Many of those who were displaced were predominantly African American households. According to the City’s State of Housing Report, there are no neighborhoods in Portland where the average black, Latinx, and Native American household can purchase a home. The need for affordable home options is essential in securing, not only generational wealth, but also preserving the strength diverse communities bring to the health of an entire city.
As part of our work with the N/NE Preference Policy, Habitat for Humanity is currently building two communities in inner N/NE Portland. In the Portsmouth neighborhood, Habitat is in the process of framing 12 homes, and in Kenton, we just broke ground on 30 homes situated on the corner of Interstate & Kilpatrick. With our partners at Proud Ground, we also have affordable homeownership opportunities at the 5020 condos on N Interstate St. All of these homes will be permanently affordable and all will be under the new N/NE Preference Policy.
While we cannot undo history, this policy allows us the opportunity to right the future of our city. It gives Habitat homebuyers like Anthony, a Portland native and father of two daughters, the chance to provide his family with a safe place to call home.
“It’s been a long time since I’ve been back to North Portland,” he says. “This used to be our neighborhood. I remember walking down the block and knowing all the shop owners by name.”
Although not the same, Anthony says he’s glad to return and be able to partner with Habitat for Humanity and finally be able to have some peace of mind as a homeowner.
The same goes for his future neighbor, Reyna, who partnered with us to move out of the apartments she’s lived in for nearly 15 years and start her new life as a homeowner.
“Owning a home will give me more stability,” she says. “I have to start living my life for me. I’m determined.”

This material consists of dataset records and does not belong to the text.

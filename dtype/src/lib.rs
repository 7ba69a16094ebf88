//! Element types of tensors handed to accelerator kernels.
//!
//! The dispatch engine never interprets tensor contents. It only needs the
//! storage width of an element to size host-resident scalar inputs and the
//! per-tensor byte counts reported to diagnostics tooling.

pub mod ext;


pub use ext::HasDType;

/// Scalar element types understood by the accelerator.
///
/// Discriminants match the numbering used by the kernel binaries, so they are
/// stable and may be written into argument buffers verbatim.
#[derive(Debug, Hash, PartialOrd, Ord)]
#[derive(strum::EnumCount, strum::EnumIter, strum::VariantArray, strum::FromRepr, strum::Display)]
#[derive(enumset::EnumSetType)]
#[cfg_attr(feature = "proptest", derive(proptest_derive::Arbitrary))]
#[cfg_attr(feature = "serde", derive(serde::Serialize, serde::Deserialize))]
#[enumset(repr = "u32")]
#[repr(u32)]
pub enum ScalarDType {
    Float32 = 0,
    Float16 = 1,
    Int8 = 2,
    Int32 = 3,
    UInt8 = 4,
    Int16 = 6,
    UInt16 = 7,
    UInt32 = 8,
    Int64 = 9,
    UInt64 = 10,
    Float64 = 11,
    Bool = 12,
    Complex64 = 16,
    BFloat16 = 27,

    /// Packed 4-bit integers, two per byte.
    Int4 = 29,
}

impl ScalarDType {
    /// Storage width in bits of a single element.
    pub const fn bits(&self) -> usize {
        match self {
            Self::Int4 => 4,
            Self::Bool | Self::Int8 | Self::UInt8 => 8,
            Self::Float16 | Self::BFloat16 | Self::Int16 | Self::UInt16 => 16,
            Self::Float32 | Self::Int32 | Self::UInt32 => 32,
            Self::Float64 | Self::Int64 | Self::UInt64 | Self::Complex64 => 64,
        }
    }

    /// Storage width in bytes, rounded up for sub-byte types.
    pub const fn bytes(&self) -> usize {
        self.bits().div_ceil(8)
    }

    /// Bytes needed to store `elements` densely packed elements.
    ///
    /// Returns `None` on arithmetic overflow.
    pub const fn storage_bytes(&self, elements: usize) -> Option<usize> {
        match elements.checked_mul(self.bits()) {
            Some(bits) => Some(bits.div_ceil(8)),
            None => None,
        }
    }
}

Reyna and Anthony will join a 12-home community where many of their neighbors have generational ties to the same neighborhood. They will all purchase a home with an affordable mortgage and form a foundation upon which to build a new life. When a person has the opportunity to invest in themselves, they will also have the means to invest in their community.
“To rise as a city, we must all rise together,” says Steve Messinetti, Habitat for Humanity Portland/Metro East CEO. “Because the health of our community is only as good as the health of the people who live here.”